Would you return, word for word, the lines of the data below from the line with "fn dialect(&self) -> Dialect;" through the line with "async fn current_revision(&self) -> DbResult<Option<String>>;", and no others?

___ Data to examine ___

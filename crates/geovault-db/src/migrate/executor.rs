//! Execution of rendered migration steps against a live database

use async_trait::async_trait;
use sqlx::{PgPool, SqlitePool};

use super::Dialect;
use crate::error::DbResult;

const CREATE_VERSION_TABLE: &str =
    "CREATE TABLE IF NOT EXISTS schema_revision (version_num VARCHAR(32) NOT NULL PRIMARY KEY)";

/// Database the migrator can drive.
///
/// `apply_step` must run the statements and the version update in one
/// transaction so a failed step leaves the recorded revision untouched.
#[async_trait]
pub trait SchemaExecutor: Send + Sync {
    fn dialect(&self) -> Dialect;

    /// Create the version table if it does not exist yet
    async fn ensure_version_table(&self) -> DbResult<()>;

    /// Revision recorded in the version table
    async fn current_revision(&self) -> DbResult<Option<String>>;

    /// Execute `statements` and record `revision` (`None` = base) atomically
    async fn apply_step(&self, statements: &[String], revision: Option<&str>) -> DbResult<()>;
}

#[async_trait]
impl SchemaExecutor for PgPool {
    fn dialect(&self) -> Dialect {
        Dialect::Postgres
    }

    async fn ensure_version_table(&self) -> DbResult<()> {
        sqlx::query(CREATE_VERSION_TABLE).execute(self).await?;
        Ok(())
    }

    async fn current_revision(&self) -> DbResult<Option<String>> {
        let rev = sqlx::query_scalar::<_, String>("SELECT version_num FROM schema_revision")
            .fetch_optional(self)
            .await?;
        Ok(rev)
    }

    async fn apply_step(&self, statements: &[String], revision: Option<&str>) -> DbResult<()> {
        let mut tx = self.begin().await?;
        for sql in statements {
            sqlx::query(sql).execute(&mut *tx).await?;
        }
        sqlx::query("DELETE FROM schema_revision").execute(&mut *tx).await?;
        if let Some(rev) = revision {
            sqlx::query("INSERT INTO schema_revision (version_num) VALUES ($1)")
                .bind(rev)
                .execute(&mut *tx)
                .await?;
        }
        tx.commit().await?;
        Ok(())
    }
}

#[async_trait]
impl SchemaExecutor for SqlitePool {
    fn dialect(&self) -> Dialect {
        Dialect::Sqlite
    }

    async fn ensure_version_table(&self) -> DbResult<()> {
        sqlx::query(CREATE_VERSION_TABLE).execute(self).await?;
        Ok(())
    }

    async fn current_revision(&self) -> DbResult<Option<String>> {
        let rev = sqlx::query_scalar::<_, String>("SELECT version_num FROM schema_revision")
            .fetch_optional(self)
            .await?;
        Ok(rev)
    }

    async fn apply_step(&self, statements: &[String], revision: Option<&str>) -> DbResult<()> {
        let mut tx = self.begin().await?;
        for sql in statements {
            sqlx::query(sql).execute(&mut *tx).await?;
        }
        sqlx::query("DELETE FROM schema_revision").execute(&mut *tx).await?;
        if let Some(rev) = revision {
            sqlx::query("INSERT INTO schema_revision (version_num) VALUES (?)")
                .bind(rev)
                .execute(&mut *tx)
                .await?;
        }
        tx.commit().await?;
        Ok(())
    }
}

___

**Solution**
    fn dialect(&self) -> Dialect;

    /// Create the version table if it does not exist yet
    async fn ensure_version_table(&self) -> DbResult<()>;

    /// Revision recorded in the version table
    async fn current_revision(&self) -> DbResult<Option<String>>;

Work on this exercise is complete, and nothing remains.